# [INSTRUCTIONS FOR THE TASK]
Begin at the line containing "use sprite_locator::cli;" in the data below and go on through the line containing "fn binary() ->", repeating each line exactly; include both ends and no other line.

* * * * * * * * *

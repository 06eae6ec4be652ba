//! Sprite locator - command-line tool for finding sprites on a sprite sheet

use std::process::ExitCode;

use sprite_locator::cli;

fn main() -> ExitCode {
    cli::run()
}
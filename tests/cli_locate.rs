//! CLI integration tests for the `sprite-locator` binary.
//!
//! Each test builds small PNG sheets in a temporary directory, runs the real
//! binary against them and checks the files it writes.

use std::path::{Path, PathBuf};
use std::process::{Command, Output};

use image::{Rgba, RgbaImage};
use serde_json::Value;
use tempfile::TempDir;

const WHITE: Rgba<u8> = Rgba([255, 255, 255, 255]);
const RED: Rgba<u8> = Rgba([255, 0, 0, 255]);
const BLUE: Rgba<u8> = Rgba([0, 0, 255, 255]);

/// Get the path to the sprite-locator binary.
fn binary() -> PathBuf {
    PathBuf::from(env!("CARGO_BIN_EXE_sprite-locator"))
}

/// Run the binary in `dir` without any inherited locator environment.
fn run(dir: &Path, args: &[&str], envs: &[(&str, &str)]) -> Output {
    let mut cmd = Command::new(binary());
    cmd.current_dir(dir)
        .env_remove("PIXEL_MARGIN")
        .env_remove("MIN_IMAGE_HEIGHT")
        .env_remove("EXTRACT_SPRITES")
        .args(args);
    for (key, value) in envs {
        cmd.env(key, value);
    }
    cmd.output().expect("Failed to execute sprite-locator")
}

fn fill(image: &mut RgbaImage, x0: u32, y0: u32, x1: u32, y1: u32, color: Rgba<u8>) {
    for y in y0..=y1 {
        for x in x0..=x1 {
            image.put_pixel(x, y, color);
        }
    }
}

/// 20x10 white sheet: red box (2,2)-(5,6) and blue box (12,1)-(16,4),
/// separated by six background columns.
fn write_sheet(dir: &Path, name: &str) -> PathBuf {
    let mut image = RgbaImage::from_pixel(20, 10, WHITE);
    fill(&mut image, 2, 2, 5, 6, RED);
    fill(&mut image, 12, 1, 16, 4, BLUE);
    let path = dir.join(name);
    image.save(&path).expect("should write sheet");
    path
}

/// Boxes of a JSON box list as `[min.x, min.y, max.x, max.y]`
fn read_boxes(path: &Path) -> Vec<[i64; 4]> {
    let content = std::fs::read_to_string(path).expect("metadata should exist");
    let json: Value = serde_json::from_str(&content).expect("metadata should be JSON");
    json["sprites"]
        .as_array()
        .expect("sprites array")
        .iter()
        .map(|s| {
            [
                s["min"]["x"].as_i64().unwrap(),
                s["min"]["y"].as_i64().unwrap(),
                s["max"]["x"].as_i64().unwrap(),
                s["max"]["y"].as_i64().unwrap(),
            ]
        })
        .collect()
}

#[test]
fn test_locate_writes_sorted_boxes() {
    let temp = TempDir::new().unwrap();
    write_sheet(temp.path(), "sheet.png");

    let output = run(temp.path(), &["locate", "sheet.png", "-o", "boxes.json"], &[]);
    assert!(output.status.success(), "stderr: {}", String::from_utf8_lossy(&output.stderr));
    assert!(String::from_utf8_lossy(&output.stdout).contains("Saved:"));

    let boxes = read_boxes(&temp.path().join("boxes.json"));
    assert_eq!(boxes, vec![[2, 2, 5, 6], [12, 1, 16, 4]]);
}

#[test]
fn test_locate_no_sort_keeps_discovery_order() {
    let temp = TempDir::new().unwrap();
    write_sheet(temp.path(), "sheet.png");

    let output = run(temp.path(), &["locate", "sheet.png", "-o", "boxes.json", "--no-sort"], &[]);
    assert!(output.status.success());

    // Blue starts on an earlier scan line
    let boxes = read_boxes(&temp.path().join("boxes.json"));
    assert_eq!(boxes, vec![[12, 1, 16, 4], [2, 2, 5, 6]]);
}

#[test]
fn test_locate_default_output_next_to_input() {
    let temp = TempDir::new().unwrap();
    write_sheet(temp.path(), "sheet.png");

    let output = run(temp.path(), &["locate", "sheet.png"], &[]);
    assert!(output.status.success());
    assert_eq!(read_boxes(&temp.path().join("sheet.json")).len(), 2);
}

#[test]
fn test_locate_yaml_output() {
    let temp = TempDir::new().unwrap();
    write_sheet(temp.path(), "sheet.png");

    let output = run(temp.path(), &["locate", "sheet.png", "-o", "boxes.yaml"], &[]);
    assert!(output.status.success());

    let content = std::fs::read_to_string(temp.path().join("boxes.yaml")).unwrap();
    assert!(content.contains("sprites:"));
    assert!(content.contains("min:"));
}

#[test]
fn test_margin_env_and_flag_precedence() {
    let temp = TempDir::new().unwrap();
    write_sheet(temp.path(), "sheet.png");

    // Margin 6 bridges the six-column gap
    let output = run(temp.path(), &["locate", "sheet.png", "-o", "env.json"], &[("PIXEL_MARGIN", "6")]);
    assert!(output.status.success());
    assert_eq!(read_boxes(&temp.path().join("env.json")), vec![[2, 1, 16, 6]]);

    let output = run(
        temp.path(),
        &["locate", "sheet.png", "-o", "flag.json", "--margin", "4"],
        &[("PIXEL_MARGIN", "6")],
    );
    assert!(output.status.success());
    assert_eq!(read_boxes(&temp.path().join("flag.json")).len(), 2);
}

#[test]
fn test_min_height_filters_short_sprites() {
    let temp = TempDir::new().unwrap();
    write_sheet(temp.path(), "sheet.png");

    let output =
        run(temp.path(), &["locate", "sheet.png", "-o", "boxes.json", "--min-height", "4"], &[]);
    assert!(output.status.success());
    assert_eq!(read_boxes(&temp.path().join("boxes.json")), vec![[2, 2, 5, 6]]);
}

#[test]
fn test_locate_config_file() {
    let temp = TempDir::new().unwrap();
    write_sheet(temp.path(), "sheet.png");
    std::fs::write(temp.path().join("locator.toml"), "[sort]\nenabled = false\n").unwrap();

    let output = run(temp.path(), &["locate", "sheet.png", "-o", "boxes.json"], &[]);
    assert!(output.status.success());
    assert_eq!(read_boxes(&temp.path().join("boxes.json"))[0], [12, 1, 16, 4]);
}

#[test]
fn test_locate_invalid_config_file() {
    let temp = TempDir::new().unwrap();
    write_sheet(temp.path(), "sheet.png");
    std::fs::write(temp.path().join("locator.toml"), "[detect]\nmargin = -2\n").unwrap();

    let output = run(temp.path(), &["locate", "sheet.png"], &[]);
    assert_eq!(output.status.code(), Some(1));
    assert!(String::from_utf8_lossy(&output.stderr).contains("detect.margin"));
}

#[test]
fn test_extract_writes_full_size_frames() {
    let temp = TempDir::new().unwrap();
    write_sheet(temp.path(), "sheet.png");

    let output = run(temp.path(), &["locate", "sheet.png", "-o", "out/boxes.json", "--extract"], &[]);
    assert!(output.status.success(), "stderr: {}", String::from_utf8_lossy(&output.stderr));

    let first = image::open(temp.path().join("out/sheet_0.png")).unwrap().to_rgba8();
    assert_eq!(first.dimensions(), (20, 10));
    assert_eq!(*first.get_pixel(3, 3), RED);
    assert_eq!(first.get_pixel(13, 2).0[3], 0);
    assert!(temp.path().join("out/sheet_1.png").exists());
}

#[test]
fn test_extract_crop() {
    let temp = TempDir::new().unwrap();
    write_sheet(temp.path(), "sheet.png");

    let output =
        run(temp.path(), &["locate", "sheet.png", "-o", "boxes.json", "--extract", "--crop"], &[]);
    assert!(output.status.success());

    let second = image::open(temp.path().join("sheet_1.png")).unwrap().to_rgba8();
    assert_eq!(second.dimensions(), (5, 4));
    assert!(second.pixels().all(|p| *p == BLUE));
}

#[test]
fn test_extract_env_values() {
    let temp = TempDir::new().unwrap();
    write_sheet(temp.path(), "sheet.png");

    let output = run(
        temp.path(),
        &["locate", "sheet.png", "-o", "boxes.json"],
        &[("EXTRACT_SPRITES", "false")],
    );
    assert!(output.status.success());
    assert!(!temp.path().join("sheet_0.png").exists());

    let output =
        run(temp.path(), &["locate", "sheet.png", "-o", "boxes.json"], &[("EXTRACT_SPRITES", "yes")]);
    assert!(output.status.success());
    assert!(temp.path().join("sheet_0.png").exists());
}

#[test]
fn test_locate_directory_of_sheets() {
    let temp = TempDir::new().unwrap();
    let sheets = temp.path().join("sheets");
    std::fs::create_dir_all(&sheets).unwrap();
    write_sheet(&sheets, "a.png");
    write_sheet(&sheets, "b.png");

    let output = run(temp.path(), &["locate", "sheets", "-o", "meta"], &[]);
    assert!(output.status.success(), "stderr: {}", String::from_utf8_lossy(&output.stderr));
    assert_eq!(read_boxes(&temp.path().join("meta/a.json")).len(), 2);
    assert_eq!(read_boxes(&temp.path().join("meta/b.json")).len(), 2);
}

#[test]
fn test_same_named_sheets_are_refused() {
    let temp = TempDir::new().unwrap();
    for dir in ["a", "b"] {
        std::fs::create_dir_all(temp.path().join(dir)).unwrap();
        write_sheet(&temp.path().join(dir), "hero.png");
    }

    let output = run(temp.path(), &["locate", "a/hero.png", "b/hero.png", "-o", "meta"], &[]);
    assert_eq!(output.status.code(), Some(2));
    assert!(String::from_utf8_lossy(&output.stderr).contains("hero.json"));
    assert!(!temp.path().join("meta").exists());

    // Without -o each box list lands next to its own sheet
    let output = run(temp.path(), &["locate", "a/hero.png", "b/hero.png"], &[]);
    assert!(output.status.success());
    assert!(temp.path().join("a/hero.json").exists());
    assert!(temp.path().join("b/hero.json").exists());
}

#[test]
fn test_flags_repair_config_file_values() {
    let temp = TempDir::new().unwrap();
    write_sheet(temp.path(), "sheet.png");
    std::fs::write(temp.path().join("locator.toml"), "[detect]\nmargin = -2\ncrop = true\n")
        .unwrap();

    let output = run(
        temp.path(),
        &["locate", "sheet.png", "-o", "boxes.json", "--margin", "4", "--extract"],
        &[],
    );
    assert!(output.status.success(), "stderr: {}", String::from_utf8_lossy(&output.stderr));
    assert_eq!(read_boxes(&temp.path().join("boxes.json")).len(), 2);
    let frame = image::open(temp.path().join("sheet_0.png")).unwrap().to_rgba8();
    assert_eq!(frame.dimensions(), (4, 5));
}

#[test]
fn test_crop_without_extract_is_rejected() {
    let temp = TempDir::new().unwrap();
    write_sheet(temp.path(), "sheet.png");

    let output = run(temp.path(), &["locate", "sheet.png", "--crop"], &[]);
    assert_eq!(output.status.code(), Some(1));
    assert!(String::from_utf8_lossy(&output.stderr).contains("detect.crop"));
}

#[test]
fn test_negative_margin_is_invalid_argument() {
    let temp = TempDir::new().unwrap();
    write_sheet(temp.path(), "sheet.png");

    let output = run(temp.path(), &["locate", "sheet.png", "--margin", "-1"], &[]);
    assert_eq!(output.status.code(), Some(2));
    assert!(!temp.path().join("sheet.json").exists());
}

#[test]
fn test_missing_input_fails() {
    let temp = TempDir::new().unwrap();
    let output = run(temp.path(), &["locate", "missing.png"], &[]);
    assert_eq!(output.status.code(), Some(1));
    assert!(String::from_utf8_lossy(&output.stderr).contains("missing.png"));
}

#[test]
fn test_sort_reorders_and_draws_guides() {
    let temp = TempDir::new().unwrap();
    write_sheet(temp.path(), "sheet.png");
    std::fs::write(
        temp.path().join("boxes.json"),
        r#"{"sprites":[{"min":{"x":12,"y":1},"max":{"x":16,"y":4}},{"min":{"x":2,"y":2},"max":{"x":5,"y":6}}]}"#,
    )
    .unwrap();

    let output =
        run(temp.path(), &["sort", "boxes.json", "--image", "sheet.png", "-o", "guides"], &[]);
    assert!(output.status.success(), "stderr: {}", String::from_utf8_lossy(&output.stderr));

    assert_eq!(
        read_boxes(&temp.path().join("guides/boxes.json")),
        vec![[2, 2, 5, 6], [12, 1, 16, 4]]
    );
    let guided = image::open(temp.path().join("guides/sheet.png")).unwrap().to_rgba8();
    assert_eq!(guided.dimensions(), (20, 10));
    // First box outline starts pure red
    assert_eq!(*guided.get_pixel(2, 2), RED);
}

#[test]
fn test_sort_empty_box_list_fails() {
    let temp = TempDir::new().unwrap();
    std::fs::write(temp.path().join("boxes.json"), r#"{"sprites":[]}"#).unwrap();

    let output = run(temp.path(), &["sort", "boxes.json"], &[]);
    assert_eq!(output.status.code(), Some(1));
}

#[test]
fn test_matte_clears_background() {
    let temp = TempDir::new().unwrap();
    write_sheet(temp.path(), "sheet.png");

    let output = run(temp.path(), &["matte", "sheet.png"], &[]);
    assert!(output.status.success());

    let matted = image::open(temp.path().join("sheet_matte.png")).unwrap().to_rgba8();
    assert_eq!(matted.get_pixel(0, 0).0[3], 0);
    assert_eq!(*matted.get_pixel(3, 3), RED);
}

#[test]
fn test_matte_explicit_color() {
    let temp = TempDir::new().unwrap();
    write_sheet(temp.path(), "sheet.png");

    let output = run(temp.path(), &["matte", "sheet.png", "-o", "clear.png", "--color", "#F00"], &[]);
    assert!(output.status.success());

    let matted = image::open(temp.path().join("clear.png")).unwrap().to_rgba8();
    assert_eq!(matted.get_pixel(3, 3).0[3], 0);
    assert_eq!(*matted.get_pixel(0, 0), WHITE);
}

#[test]
fn test_matte_bad_color_is_invalid_argument() {
    let temp = TempDir::new().unwrap();
    write_sheet(temp.path(), "sheet.png");

    let output = run(temp.path(), &["matte", "sheet.png", "--color", "red"], &[]);
    assert_eq!(output.status.code(), Some(2));
}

* * * * * * * * *

# [EXERCISE OUTPUT]
use sprite_locator::cli;

fn main() -> ExitCode {
    cli::run()
}
filename tests/cli_locate.rs
//! CLI integration tests for the `sprite-locator` binary.
//!
//! Each test builds small PNG sheets in a temporary directory, runs the real
//! binary against them and checks the files it writes.

use std::path::{Path, PathBuf};
use std::process::{Command, Output};

use image::{Rgba, RgbaImage};
use serde_json::Value;
use tempfile::TempDir;

const WHITE: Rgba<u8> = Rgba([255, 255, 255, 255]);
const RED: Rgba<u8> = Rgba([255, 0, 0, 255]);
const BLUE: Rgba<u8> = Rgba([0, 0, 255, 255]);

/// Get the path to the sprite-locator binary.
fn binary() -> PathBuf {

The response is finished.